GNOME Shell does actually have everything needed to do colour calibration available on Wayland - the missing pieces are unfortunately in the calibration applications (tho there is some Wayland-specific trickiness). Many of the current issues are limitations of the ArgyllCMS tools, and because that’s mostly a single-person project and doesn’t have any public source code repository, it’s not really welcoming towards new contributors.
Some of the specific issues that I know of:
ArgyllCMS does not support reading or writing the VideoLUT (gamma ramps) on GNOME Wayland. It currently uses an X11 (Xrandr) interface for this, but Xwayland doesn’t pass that through to the Wayland compositor. Reading and writing the video LUT on GNOME Wayland requires using a DBus interface to talk to Mutter. This issue is also being tracked for DisplayCal-py3 but there’s no way for them to fix it.
Wayland windows can’t be positioned by applications. Monitor calibration software relies on being able to display a square of a colour being measured at a specific location on a specific monitor where the colour sensor will be placed. Either a special new (wayland or dbus) protocol is needed to display monitor calibration swatches, or the calibration software will have to fullscreen itself onto the monitor being measured.
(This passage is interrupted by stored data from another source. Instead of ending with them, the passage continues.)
//! # CSV Import
//!
//! Reads story rows from a CSV file and replays them against an
//! [`ImportTarget`]. Rows without a summary are skipped. The assignee is only
//! touched for rows whose issue was actually created.

use std::fs::File;
use std::io::Read;
use std::path::Path;

use anyhow::{Context, Result};
use csv::{ReaderBuilder, StringRecord, Trim};
use serde::Deserialize;
use tracing::{debug, info, warn};

/// Issue type used when a row leaves `issue_type` blank
pub const DEFAULT_ISSUE_TYPE: &str = "Story";

#[derive(Debug, Default, Deserialize)]
#[serde(default)]
struct RawRow {
  summary: Option<String>,
  description: Option<String>,
  #[serde(alias = "issuetype", alias = "type")]
  issue_type: Option<String>,
  assignee: Option<String>,
  epic: Option<String>,
  labels: Option<String>,
}

/// A validated row ready to be created
#[derive(Debug, Clone, PartialEq, Eq)]
pub struct ImportRow {
  /// 1-based data row number (the header is not counted)
  pub row: usize,
  pub summary: String,
  pub description: Option<String>,
  pub issue_type: String,
  pub assignee: Option<String>,
  pub epic: Option<String>,
  pub labels: Vec<String>,
}

/// A row that was left out, with the reason why
#[derive(Debug, Clone, PartialEq, Eq)]
pub struct SkippedRow {
  pub row: usize,
  pub reason: String,
}

/// Result of reading an import file
#[derive(Debug, Default)]
pub struct ParsedImport {
  pub rows: Vec<ImportRow>,
  pub skipped: Vec<SkippedRow>,
}

fn non_blank(value: Option<String>) -> Option<String> {
  value.map(|v| v.trim().to_string()).filter(|v| !v.is_empty())
}

impl RawRow {
  fn into_row(self, row: usize) -> Result<ImportRow, SkippedRow> {
    let Some(summary) = non_blank(self.summary) else {
      return Err(SkippedRow {
        row,
        reason: "missing summary".to_string(),
      });
    };

    let labels = non_blank(self.labels)
      .map(|labels| {
        labels
          .split(';')
          .map(str::trim)
          .filter(|l| !l.is_empty())
          .map(str::to_string)
          .collect()
      })
      .unwrap_or_default();

    Ok(ImportRow {
      row,
      summary,
      description: non_blank(self.description),
      issue_type: non_blank(self.issue_type).unwrap_or_else(|| DEFAULT_ISSUE_TYPE.to_string()),
      assignee: non_blank(self.assignee),
      epic: non_blank(self.epic),
      labels,
    })
  }
}

/// Parse CSV data with a header row.
///
/// Header names are matched case-insensitively; spaces become underscores so
/// `Issue Type` maps to `issue_type`.
pub fn parse_import<R: Read>(reader: R) -> Result<ParsedImport> {
  let mut csv_reader = ReaderBuilder::new().flexible(true).trim(Trim::All).from_reader(reader);

  let headers: StringRecord = csv_reader
    .headers()
    .context("Failed to read CSV header row")?
    .iter()
    .map(|h| h.trim().to_lowercase().replace(' ', "_"))
    .collect();
  if !headers.iter().any(|h| h == "summary") {
    anyhow::bail!("CSV header has no 'summary' column");
  }
  csv_reader.set_headers(headers);

  let mut parsed = ParsedImport::default();
  for (index, record) in csv_reader.deserialize::<RawRow>().enumerate() {
    let row = index + 1;
    let outcome = match record {
      Ok(raw) => raw.into_row(row),
      Err(e) => Err(SkippedRow {
        row,
        reason: format!("unreadable row: {e}"),
      }),
    };

    match outcome {
      Ok(import_row) => parsed.rows.push(import_row),
      Err(skipped) => {
        warn!("Skipping CSV row {}: {}", skipped.row, skipped.reason);
        parsed.skipped.push(skipped);
      }
    }
  }

  debug!(
    "Parsed {} importable rows, {} skipped",
    parsed.rows.len(),
    parsed.skipped.len()
  );
  Ok(parsed)
}

/// Parse an import file from disk
pub fn read_import_file(path: &Path) -> Result<ParsedImport> {
  let file = File::open(path).with_context(|| format!("Failed to open CSV file {}", path.display()))?;
  parse_import(file).with_context(|| format!("Failed to import {}", path.display()))
}

/// Where imported rows end up
pub trait ImportTarget {
  /// Create an issue for `row` in `project`, returning the new key
  fn create_issue(&mut self, project: &str, row: &ImportRow) -> Result<String>;

  /// Assign an already created issue
  fn assign_issue(&mut self, issue_key: &str, assignee: &str) -> Result<()>;
}

/// Outcome of an import run
#[derive(Debug, Default)]
pub struct ImportReport {
  /// Row number and key of every created issue
  pub created: Vec<(usize, String)>,
  pub skipped: Vec<SkippedRow>,
  /// Row number and error for rows whose creation failed
  pub failed: Vec<(usize, String)>,
  /// Key and error for created issues whose assignee could not be set
  pub assign_failed: Vec<(String, String)>,
}

impl ImportReport {
  /// True when every importable row was created and assigned
  pub fn is_clean(&self) -> bool {
    self.failed.is_empty() && self.assign_failed.is_empty()
  }
}

/// Create every parsed row in `project`.
///
/// One failing row doesn't stop the rest.
pub fn run_import<T: ImportTarget>(target: &mut T, project: &str, parsed: &ParsedImport) -> ImportReport {
  let mut report = ImportReport {
    skipped: parsed.skipped.clone(),
    ..Default::default()
  };

  for row in &parsed.rows {
    let key = match target.create_issue(project, row) {
      Ok(key) => key,
      Err(e) => {
        warn!("Row {} could not be created: {e:#}", row.row);
        report.failed.push((row.row, format!("{e:#}")));
        continue;
      }
    };
    info!("Row {} created as {key}", row.row);

    if let Some(assignee) = &row.assignee
      && let Err(e) = target.assign_issue(&key, assignee)
    {
      warn!("Could not assign {key} to {assignee}: {e:#}");
      report.assign_failed.push((key.clone(), format!("{e:#}")));
    }

    report.created.push((row.row, key));
  }

  report
}

#[cfg(test)]
mod tests {
  use super::*;

  #[derive(Default)]
  struct RecordingTarget {
    next_id: u32,
    fail_summaries: Vec<&'static str>,
    fail_assign: bool,
    created: Vec<String>,
    assigned: Vec<(String, String)>,
  }

  impl ImportTarget for RecordingTarget {
    fn create_issue(&mut self, project: &str, row: &ImportRow) -> Result<String> {
      if self.fail_summaries.iter().any(|s| *s == row.summary) {
        anyhow::bail!("Jira rejected the issue");
      }
      self.next_id += 1;
      let key = format!("{project}-{}", self.next_id);
      self.created.push(key.clone());
      Ok(key)
    }

    fn assign_issue(&mut self, issue_key: &str, assignee: &str) -> Result<()> {
      self.assigned.push((issue_key.to_string(), assignee.to_string()));
      if self.fail_assign {
        anyhow::bail!("no such user");
      }
      Ok(())
    }
  }

  const CSV: &str = "\
Summary,Description,Issue Type,Assignee,Labels
Login page,Build the login page,Story,alice@example.com,frontend;auth
,Row without a summary,Task,bob@example.com,
   ,Whitespace summary,,,
Fix crash,,Bug,,
Write docs,Document the API,,carol@example.com,
";

  #[test]
  fn test_parse_import_rows_and_skips() {
    let parsed = parse_import(CSV.as_bytes()).unwrap();

    assert_eq!(parsed.rows.len(), 3);
    assert_eq!(
      parsed.skipped.iter().map(|s| s.row).collect::<Vec<_>>(),
      vec![2, 3]
    );
    assert!(parsed.skipped.iter().all(|s| s.reason == "missing summary"));

    let first = &parsed.rows[0];
    assert_eq!(first.row, 1);
    assert_eq!(first.summary, "Login page");
    assert_eq!(first.description.as_deref(), Some("Build the login page"));
    assert_eq!(first.issue_type, "Story");
    assert_eq!(first.assignee.as_deref(), Some("alice@example.com"));
    assert_eq!(first.labels, vec!["frontend", "auth"]);

    let crash = &parsed.rows[1];
    assert_eq!(crash.row, 4);
    assert_eq!(crash.issue_type, "Bug");
    assert_eq!(crash.description, None);
    assert_eq!(crash.assignee, None);
    assert!(crash.labels.is_empty());

    assert_eq!(parsed.rows[2].issue_type, DEFAULT_ISSUE_TYPE);
  }

  #[test]
  fn test_parse_import_requires_summary_column() {
    let err = parse_import("title,description\nA,B\n".as_bytes()).unwrap_err();
    assert!(err.to_string().contains("summary"));
  }

  #[test]
  fn test_parse_import_short_rows() {
    let parsed = parse_import("summary,description,assignee\nOnly a summary\n".as_bytes()).unwrap();
    assert_eq!(parsed.rows.len(), 1);
    assert_eq!(parsed.rows[0].assignee, None);
  }

  #[test]
  fn test_run_import_assigns_only_created_issues() {
    let parsed = parse_import(CSV.as_bytes()).unwrap();
    let mut target = RecordingTarget {
      fail_summaries: vec!["Login page"],
      ..Default::default()
    };

    let report = run_import(&mut target, "PROJ", &parsed);

    // "Login page" failed, so alice is never assigned
    assert_eq!(report.failed.len(), 1);
    assert_eq!(report.failed[0].0, 1);
    assert_eq!(report.created, vec![(4, "PROJ-1".to_string()), (5, "PROJ-2".to_string())]);
    assert_eq!(
      target.assigned,
      vec![("PROJ-2".to_string(), "carol@example.com".to_string())]
    );
    assert_eq!(report.skipped.len(), 2);
    assert!(!report.is_clean());
  }

  #[test]
  fn test_run_import_records_assign_failures() {
    let parsed = parse_import(CSV.as_bytes()).unwrap();
    let mut target = RecordingTarget {
      fail_assign: true,
      ..Default::default()
    };

    let report = run_import(&mut target, "PROJ", &parsed);

    assert_eq!(report.created.len(), 3);
    assert_eq!(report.assign_failed.len(), 2);
    assert_eq!(report.assign_failed[0].0, "PROJ-1");
    assert!(report.failed.is_empty());
  }

  #[test]
  fn test_run_import_clean() {
    let parsed = parse_import("summary\nOne\nTwo\n".as_bytes()).unwrap();
    let mut target = RecordingTarget::default();

    let report = run_import(&mut target, "PROJ", &parsed);

    assert!(report.is_clean());
    assert_eq!(target.created, vec!["PROJ-1", "PROJ-2"]);
    assert!(target.assigned.is_empty());
  }
}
Once those details are sorted out, everything else should “just work”; the colord interface to install the colour profiles works the same on Wayland as it did on X11, and GNOME Shell already handles loading calibration data from the configured profiles on Wayland.
For the time being, I’ve been temporarily switching to X11 to run DisplayCal, and then switching back to Wayland and manually re-adding/associating the icc profiles.